O médico Nelson Teich pediu demissão do cargo de ministro da Saúde menos de um mês depois de assumi-lo, provavelmente em respeito a seu juramento profissional, que diz, entre outras coisas: “A ninguém darei por comprazer nem remédio mortal nem um conselho que induza a perda”. O mesmo comportamento teve o antecessor de Nelson Teich, o também médico Luiz Henrique Mandetta, ao recusar-se a obedecer às ordens do presidente Jair Bolsonaro que claramente causariam ainda mais danos à saúde da população brasileira, já bastante castigada pela pandemia de covid-19.
Qualquer médico que assuma o Ministério da Saúde e queira permanecer no cargo por mais de 15 dias terá que renunciar a esse juramento. Será, portanto, um mau profissional de saúde, que aceitará reduzir o Ministério da Saúde a mero despachante dos patológicos desejos de Bolsonaro. Pior, será um cúmplice de um empreendimento que, sem exagero, já pode ser chamado de social-darwinista – em que a morte por covid-19 é vista como uma forma de depuração da sociedade, pois só abate aqueles que não têm “histórico de atleta”.
Nelson Teich e Luiz Henrique Mandetta recusaram-se a chancelar a obsessão de Bolsonaro pela cloroquina, remédio cuja eficácia contra o coronavírus está muito longe de ser comprovada e cujos perigosos efeitos colaterais são, ao contrário, bastante conhecidos. Mandetta, quando ainda ministro, chegou a assinar um protocolo que liberava a droga para uso somente em pacientes em estado grave, com indicação médica e com a anuência do paciente. Mas, assim como seu sucessor, não aceitou a imposição de Bolsonaro para ampliar o uso em qualquer estágio da doença.
Pressionado pelo presidente nos últimos dias, Nelson Teich disse que havia ainda muita incerteza sobre a cloroquina e rejeitou a droga como um “divisor de águas” no tratamento da doença. Além de Bolsonaro, os únicos chefes de Estado que defendem a cloroquina como elixir milagroso contra a covid-19 são o norte-americano Donald Trump e o venezuelano Nicolás Maduro, o que dispensa comentários.

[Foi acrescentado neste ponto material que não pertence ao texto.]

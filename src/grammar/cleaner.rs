//! Cleaning functions applied to a rule's captured text
//!
//! A rule either keeps its capture as-is (`Identity`) or hands it to a
//! cleaner that returns the transcription or rejects the match. Grammars
//! loaded from files pick one of the declarative [`CleanerSpec`] kinds;
//! Rust callers can also plug in an arbitrary closure.

use serde::{Deserialize, Serialize};
use std::fmt;
use std::sync::Arc;

/// A cleaning function: `None` rejects the match
pub type Cleaner = Arc<dyn Fn(&str) -> Option<String> + Send + Sync>;

/// How the capture of a matching rule becomes a candidate
#[derive(Clone)]
pub enum CleanRule {
    /// Trimmed capture
    Identity,
    /// Custom cleaning function
    Custom(Cleaner),
}

impl CleanRule {
    /// Wrap a closure
    pub fn custom<F>(f: F) -> Self
    where
        F: Fn(&str) -> Option<String> + Send + Sync + 'static,
    {
        CleanRule::Custom(Arc::new(f))
    }

    /// Apply to the raw capture
    pub fn apply(&self, capture: &str) -> Option<String> {
        match self {
            CleanRule::Identity => Some(capture.trim().to_string()),
            CleanRule::Custom(f) => f(capture),
        }
    }
}

impl fmt::Debug for CleanRule {
    fn fmt(&self, f: &mut fmt::Formatter<'_>) -> fmt::Result {
        match self {
            CleanRule::Identity => f.write_str("Identity"),
            CleanRule::Custom(_) => f.write_str("Custom(..)"),
        }
    }
}

/// Rejects a named-parameter match when a parameter mentions `marker`
/// but is not exactly `allowed` (e.g. a `språk=` tag for another language)
#[derive(Debug, Clone, PartialEq, Eq, Serialize, Deserialize)]
pub struct ParameterGuard {
    pub marker: String,
    pub allowed: String,
}

/// Declarative cleaner, loadable from a grammar file
#[derive(Debug, Clone, Default, PartialEq, Eq, Serialize, Deserialize)]
#[serde(tag = "kind", rename_all = "kebab-case")]
pub enum CleanerSpec {
    #[default]
    Identity,

    /// Template parameters where one must carry the language tag and
    /// exactly one untagged parameter must remain
    TaggedParameter {
        /// Substrings marking a language tag (`lang=en`)
        #[serde(default)]
        tag_markers: Vec<String>,
        /// Whole parameters that are a language tag (`en`); also dropped
        #[serde(default)]
        tag_values: Vec<String>,
        /// Parameters containing any of these are dropped
        #[serde(default)]
        ignore_markers: Vec<String>,
        /// The remaining parameter must not contain any of these
        #[serde(default)]
        forbidden: Vec<String>,
    },

    /// First parameter starting with `key` (e.g. `fone=`)
    NamedParameter {
        key: String,
        #[serde(default)]
        guard: Option<ParameterGuard>,
    },

    /// Concatenation of every parameter after the one equal to `marker`
    AfterMarker { marker: String },
}

impl CleanerSpec {
    /// Clean one raw capture
    pub fn clean(&self, capture: &str) -> Option<String> {
        match self {
            CleanerSpec::Identity => Some(capture.trim().to_string()),
            CleanerSpec::TaggedParameter {
                tag_markers,
                tag_values,
                ignore_markers,
                forbidden,
            } => tagged_parameter(capture, tag_markers, tag_values, ignore_markers, forbidden),
            CleanerSpec::NamedParameter { key, guard } => {
                named_parameter(capture, key, guard.as_ref())
            }
            CleanerSpec::AfterMarker { marker } => after_marker(capture, marker),
        }
    }

    /// Turn into a rule usable by the extractor
    pub fn into_rule(self) -> CleanRule {
        match self {
            CleanerSpec::Identity => CleanRule::Identity,
            spec => CleanRule::Custom(Arc::new(move |capture: &str| spec.clean(capture))),
        }
    }
}

fn tagged_parameter(
    capture: &str,
    tag_markers: &[String],
    tag_values: &[String],
    ignore_markers: &[String],
    forbidden: &[String],
) -> Option<String> {
    let mut has_tag = false;
    let mut kept = Vec::new();

    for part in capture.trim().split('|') {
        let is_value = tag_values.iter().any(|v| v == part);
        if is_value || tag_markers.iter().any(|m| part.contains(m.as_str())) {
            has_tag = true;
        }
        if !is_value && !ignore_markers.iter().any(|m| part.contains(m.as_str())) {
            kept.push(part);
        }
    }

    match kept.as_slice() {
        [only] if has_tag && !forbidden.iter().any(|f| only.contains(f.as_str())) => {
            Some(only.trim().to_string())
        }
        _ => None,
    }
}

fn named_parameter(capture: &str, key: &str, guard: Option<&ParameterGuard>) -> Option<String> {
    for part in capture.trim().split('|') {
        if let Some(g) = guard {
            if part.contains(g.marker.as_str()) && part != g.allowed {
                return None;
            }
        }
        if let Some(value) = part.strip_prefix(key) {
            return Some(value.trim().to_string());
        }
    }
    None
}

fn after_marker(capture: &str, marker: &str) -> Option<String> {
    let mut parts = capture.trim().split('|');
    parts.by_ref().find(|p| *p == marker)?;
    let mut rest = parts.peekable();
    rest.peek()?;
    Some(rest.collect())
}
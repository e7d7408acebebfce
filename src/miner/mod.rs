//! Mining pipeline
//!
//! # Architecture
//!
//! ```text
//! ┌──────────────┐   Chunk    ┌────────────┐  Page[]  ┌───────────┐
//! │   Splitter   │ ─────────► │ PageParser │ ───────► │ Extractor │
//! │ (dump::*)    │            │            │          │ (Grammar) │
//! └──────────────┘            └────────────┘          └───────────┘
//!                                                           │
//!                                                  ExtractionBatch
//!                                                           ▼
//!                                                   ┌──────────────┐
//!                                                   │ MiningStatus │
//!                                                   └──────────────┘
//! ```
//!
//! The [`Miner`] pulls one chunk at a time, so memory use is bounded by
//! `pages_per_chunk` plus the retained outcomes.

pub mod coordinator;
pub mod progress;
pub mod status;

pub use coordinator::{Miner, MinerOptions};
pub use progress::MiningProgress;
pub use status::{ExtractionBatch, ExtractionOutcome, MiningStatus};
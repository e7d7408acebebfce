//! wiktminer: pronunciation miner for Wiktionary dumps

mod commands;

use anyhow::{Context, Result};
use clap::{Parser, Subcommand};
use std::path::PathBuf;
use tracing_subscriber::FmtSubscriber;
use wiktminer::config::{Config, LogFormat, LogLevel, DEFAULT_CONFIG_FILE};

#[derive(Parser)]
#[command(name = "wiktminer")]
#[command(about = "Mine word/IPA pairs from MediaWiki (Wiktionary) XML dumps")]
#[command(version)]
struct Cli {
    /// Configuration file path
    #[arg(short, long, default_value = DEFAULT_CONFIG_FILE)]
    config: PathBuf,

    /// Verbosity level
    #[arg(short, long, action = clap::ArgAction::Count)]
    verbose: u8,

    #[command(subcommand)]
    command: Commands,
}

#[derive(Subcommand)]
enum Commands {
    /// Extract transcriptions from a dump
    Mine(commands::MineArgs),

    /// Split a dump into standalone chunk files
    Split(commands::SplitArgs),

    /// List built-in grammars
    Grammars,
}

fn main() -> Result<()> {
    let cli = Cli::parse();

    let config = Config::load_or_default(&cli.config)
        .with_context(|| format!("Failed to load configuration from {}", cli.config.display()))?;

    // Setup logging
    let level = LogLevel::from_verbosity(cli.verbose)
        .unwrap_or(config.logging.level)
        .to_tracing();

    match config.logging.format {
        LogFormat::Text => {
            let subscriber = FmtSubscriber::builder()
                .with_max_level(level)
                .with_target(false)
                .with_writer(std::io::stderr)
                .finish();
            tracing::subscriber::set_global_default(subscriber)?;
        }
        LogFormat::Json => {
            let subscriber = FmtSubscriber::builder()
                .with_max_level(level)
                .with_writer(std::io::stderr)
                .json()
                .finish();
            tracing::subscriber::set_global_default(subscriber)?;
        }
    }

    match cli.command {
        Commands::Mine(args) => commands::mine(config, args),
        Commands::Split(args) => commands::split(config, args),
        Commands::Grammars => commands::list_grammars(),
    }
}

Nelson Teich e Luiz Henrique Mandetta também haviam manifestado oposição ao relaxamento das medidas de isolamento social, contrariando o presidente Bolsonaro, que dia e noite exige o fim da quarentena e a “volta ao normal” em todo o País, sob o argumento de que é preciso impedir o colapso da economia. É tal a determinação do presidente de colocar em risco a saúde e a vida de milhões de brasileiros para salvar sua própria pele que ele ameaçou fazer um pronunciamento em rede nacional, hoje, para insistir em seu discurso contrário ao isolamento, afrontando os governadores e prefeitos que, além de terem que lidar com a pandemia, são obrigados a enfrentar a sabotagem do governo federal.
Em menos de um mês, nada menos que três ministros – Luiz Henrique Mandetta, Nelson Teich e Sérgio Moro – deixaram o governo por se recusarem a cumprir ordens do presidente – não por insubordinação, mas em respeito aos brasileiros e aos princípios republicanos. Para Bolsonaro, quem o contraria está a contrariar o povo, que ele julga encarnar, razão pela qual seu comando deve ser obedecido sem questionamentos, mesmo que viole a Constituição, a ética e a decência.
Assim será com o próximo ministro da Saúde? Em vez de organizar os esforços nacionais do combate à pandemia, que está matando quase mil brasileiros por dia e esgotando o sistema hospitalar do País, o novo titular terá de ser apenas um obsequioso serviçal, pronto a pôr em prática os devaneios de Bolsonaro e a rasgar os manuais da ciência médica, fazendo o que nenhuma autoridade de saúde no mundo civilizado faria neste gravíssimo momento? Ou seja, terá que trabalhar pela sobrevivência política do presidente em detrimento da sobrevivência de milhares de brasileiros?
Como escreveu o médico Antonio Carlos do Nascimento em artigo publicado ontem no Estado, “sem a opção do genocídio, só nos resta o isolamento e a testagem abrangente para limitar o universo de circulação do vírus”. Aparentemente, o presidente Bolsonaro já fez sua mórbida opção.